**WORK REQUIRED**
Wherever the string "compile" shows up in the records below, return that line.

BEGIN DATA SUPPLIED

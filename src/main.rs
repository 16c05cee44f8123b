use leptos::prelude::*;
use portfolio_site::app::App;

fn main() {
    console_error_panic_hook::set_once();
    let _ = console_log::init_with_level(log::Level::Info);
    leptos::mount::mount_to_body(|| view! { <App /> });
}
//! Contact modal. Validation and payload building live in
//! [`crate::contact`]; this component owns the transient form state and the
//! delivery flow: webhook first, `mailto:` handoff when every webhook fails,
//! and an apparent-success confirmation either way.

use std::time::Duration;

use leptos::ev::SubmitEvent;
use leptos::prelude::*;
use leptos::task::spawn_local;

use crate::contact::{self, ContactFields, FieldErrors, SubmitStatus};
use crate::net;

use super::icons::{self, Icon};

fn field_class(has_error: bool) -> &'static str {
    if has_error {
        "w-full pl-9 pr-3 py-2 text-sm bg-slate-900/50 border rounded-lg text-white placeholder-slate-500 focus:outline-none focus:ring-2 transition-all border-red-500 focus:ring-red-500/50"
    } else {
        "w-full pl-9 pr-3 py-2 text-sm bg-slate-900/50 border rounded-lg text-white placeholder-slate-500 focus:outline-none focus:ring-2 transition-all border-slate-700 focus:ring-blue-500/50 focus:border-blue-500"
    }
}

END DATA SUPPLIED
BEGIN DATA SUPPLIED

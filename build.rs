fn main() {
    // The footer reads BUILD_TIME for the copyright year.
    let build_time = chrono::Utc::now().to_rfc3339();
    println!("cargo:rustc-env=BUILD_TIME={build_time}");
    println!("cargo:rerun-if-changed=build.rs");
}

END DATA SUPPLIED
BEGIN DATA SUPPLIED

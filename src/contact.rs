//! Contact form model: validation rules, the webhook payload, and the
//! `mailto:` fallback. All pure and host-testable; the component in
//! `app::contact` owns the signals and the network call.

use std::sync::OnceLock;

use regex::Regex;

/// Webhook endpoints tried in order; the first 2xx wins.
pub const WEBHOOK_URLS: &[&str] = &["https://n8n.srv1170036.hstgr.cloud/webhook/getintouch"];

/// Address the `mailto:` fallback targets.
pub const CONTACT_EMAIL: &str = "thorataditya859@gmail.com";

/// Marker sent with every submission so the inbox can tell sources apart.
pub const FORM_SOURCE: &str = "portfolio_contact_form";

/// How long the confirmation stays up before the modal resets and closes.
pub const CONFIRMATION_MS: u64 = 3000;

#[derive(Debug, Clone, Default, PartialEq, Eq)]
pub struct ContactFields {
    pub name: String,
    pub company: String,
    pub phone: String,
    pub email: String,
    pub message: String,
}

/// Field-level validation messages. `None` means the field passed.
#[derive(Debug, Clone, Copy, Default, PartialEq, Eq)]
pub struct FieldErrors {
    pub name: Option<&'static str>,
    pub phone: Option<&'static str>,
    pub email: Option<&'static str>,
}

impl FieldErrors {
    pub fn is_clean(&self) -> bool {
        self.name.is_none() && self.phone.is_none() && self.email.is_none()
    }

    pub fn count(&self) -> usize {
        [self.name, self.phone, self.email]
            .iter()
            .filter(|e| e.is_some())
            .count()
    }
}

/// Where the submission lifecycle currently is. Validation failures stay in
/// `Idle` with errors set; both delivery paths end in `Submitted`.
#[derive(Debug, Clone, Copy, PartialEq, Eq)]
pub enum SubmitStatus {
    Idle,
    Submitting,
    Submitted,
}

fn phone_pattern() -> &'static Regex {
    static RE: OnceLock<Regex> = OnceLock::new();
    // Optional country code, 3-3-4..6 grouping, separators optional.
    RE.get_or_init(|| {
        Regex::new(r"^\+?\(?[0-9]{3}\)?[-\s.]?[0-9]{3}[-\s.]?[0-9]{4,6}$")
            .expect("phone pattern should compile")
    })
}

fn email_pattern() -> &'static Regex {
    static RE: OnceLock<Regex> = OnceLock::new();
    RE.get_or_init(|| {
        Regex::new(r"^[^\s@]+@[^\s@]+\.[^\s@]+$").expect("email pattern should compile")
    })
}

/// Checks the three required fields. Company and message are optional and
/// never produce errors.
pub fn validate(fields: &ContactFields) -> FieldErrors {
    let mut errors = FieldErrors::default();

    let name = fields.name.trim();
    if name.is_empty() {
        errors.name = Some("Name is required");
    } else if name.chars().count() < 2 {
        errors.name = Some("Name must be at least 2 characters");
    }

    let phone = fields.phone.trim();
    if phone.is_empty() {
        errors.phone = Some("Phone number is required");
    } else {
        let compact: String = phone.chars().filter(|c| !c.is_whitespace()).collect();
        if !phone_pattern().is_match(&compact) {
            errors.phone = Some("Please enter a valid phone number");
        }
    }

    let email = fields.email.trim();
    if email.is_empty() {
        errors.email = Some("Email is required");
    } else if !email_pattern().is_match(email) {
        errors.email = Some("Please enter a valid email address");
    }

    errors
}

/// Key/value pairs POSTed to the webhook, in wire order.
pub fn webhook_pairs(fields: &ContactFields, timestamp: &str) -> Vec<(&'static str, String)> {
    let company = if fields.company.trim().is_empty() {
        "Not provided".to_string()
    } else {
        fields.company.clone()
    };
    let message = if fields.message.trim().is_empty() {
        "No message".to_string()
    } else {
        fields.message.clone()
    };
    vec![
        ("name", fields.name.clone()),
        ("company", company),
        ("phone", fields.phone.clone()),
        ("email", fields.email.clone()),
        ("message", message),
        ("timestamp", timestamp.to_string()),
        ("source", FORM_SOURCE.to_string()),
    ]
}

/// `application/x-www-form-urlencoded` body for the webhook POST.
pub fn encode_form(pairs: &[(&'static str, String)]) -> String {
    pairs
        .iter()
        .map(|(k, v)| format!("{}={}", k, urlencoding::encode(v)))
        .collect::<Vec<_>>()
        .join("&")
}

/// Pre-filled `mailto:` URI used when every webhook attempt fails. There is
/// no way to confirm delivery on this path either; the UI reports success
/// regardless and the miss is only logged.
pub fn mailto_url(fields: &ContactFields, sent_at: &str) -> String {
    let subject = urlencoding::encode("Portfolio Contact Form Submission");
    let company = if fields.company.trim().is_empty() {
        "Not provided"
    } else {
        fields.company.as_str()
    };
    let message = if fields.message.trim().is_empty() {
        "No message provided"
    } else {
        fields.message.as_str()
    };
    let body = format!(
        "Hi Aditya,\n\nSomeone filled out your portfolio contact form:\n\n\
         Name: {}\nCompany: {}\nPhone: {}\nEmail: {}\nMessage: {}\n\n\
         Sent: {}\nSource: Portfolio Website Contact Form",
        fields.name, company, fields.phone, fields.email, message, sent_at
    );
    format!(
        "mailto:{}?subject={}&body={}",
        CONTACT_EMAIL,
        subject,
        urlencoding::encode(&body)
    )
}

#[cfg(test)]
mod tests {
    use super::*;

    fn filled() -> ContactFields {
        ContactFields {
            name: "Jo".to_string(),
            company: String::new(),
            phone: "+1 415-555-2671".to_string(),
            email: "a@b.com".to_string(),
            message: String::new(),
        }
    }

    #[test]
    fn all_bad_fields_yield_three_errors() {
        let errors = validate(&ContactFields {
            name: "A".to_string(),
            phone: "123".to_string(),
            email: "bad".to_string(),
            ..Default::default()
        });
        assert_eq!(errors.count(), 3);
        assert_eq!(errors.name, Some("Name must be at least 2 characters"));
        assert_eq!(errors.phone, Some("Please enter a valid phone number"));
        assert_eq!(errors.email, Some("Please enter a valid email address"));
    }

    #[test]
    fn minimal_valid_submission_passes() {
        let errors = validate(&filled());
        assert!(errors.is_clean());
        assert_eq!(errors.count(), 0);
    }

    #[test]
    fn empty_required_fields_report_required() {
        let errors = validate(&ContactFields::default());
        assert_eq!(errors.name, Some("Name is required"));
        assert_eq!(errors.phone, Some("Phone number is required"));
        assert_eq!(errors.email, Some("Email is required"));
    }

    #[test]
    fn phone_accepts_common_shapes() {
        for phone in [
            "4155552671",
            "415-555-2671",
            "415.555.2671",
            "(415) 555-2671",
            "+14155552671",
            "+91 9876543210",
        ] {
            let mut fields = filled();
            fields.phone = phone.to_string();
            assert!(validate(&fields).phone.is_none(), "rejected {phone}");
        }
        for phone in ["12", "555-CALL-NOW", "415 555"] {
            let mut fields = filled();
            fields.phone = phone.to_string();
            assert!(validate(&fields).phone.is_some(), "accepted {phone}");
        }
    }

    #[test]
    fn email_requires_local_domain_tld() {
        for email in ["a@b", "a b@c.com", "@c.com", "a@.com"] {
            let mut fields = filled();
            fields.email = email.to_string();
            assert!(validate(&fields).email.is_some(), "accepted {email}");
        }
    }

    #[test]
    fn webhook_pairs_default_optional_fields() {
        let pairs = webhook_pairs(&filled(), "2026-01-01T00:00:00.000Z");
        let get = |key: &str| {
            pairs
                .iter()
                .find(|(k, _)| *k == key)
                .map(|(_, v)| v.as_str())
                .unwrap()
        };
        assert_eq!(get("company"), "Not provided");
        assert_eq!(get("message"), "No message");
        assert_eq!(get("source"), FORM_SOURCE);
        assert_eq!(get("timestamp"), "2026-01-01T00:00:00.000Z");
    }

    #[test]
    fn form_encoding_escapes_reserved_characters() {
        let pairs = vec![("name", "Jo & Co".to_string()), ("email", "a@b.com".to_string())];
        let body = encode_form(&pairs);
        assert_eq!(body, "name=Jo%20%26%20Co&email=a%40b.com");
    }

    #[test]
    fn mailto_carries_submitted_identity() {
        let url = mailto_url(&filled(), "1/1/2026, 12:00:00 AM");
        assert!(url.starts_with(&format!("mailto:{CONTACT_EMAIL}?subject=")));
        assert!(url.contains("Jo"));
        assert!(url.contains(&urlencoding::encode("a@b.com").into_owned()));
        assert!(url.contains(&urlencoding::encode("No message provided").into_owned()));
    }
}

END DATA SUPPLIED

**SOLUTION BELOW**
            .expect("phone pattern should compile")
        Regex::new(r"^[^\s@]+@[^\s@]+\.[^\s@]+$").expect("email pattern should compile")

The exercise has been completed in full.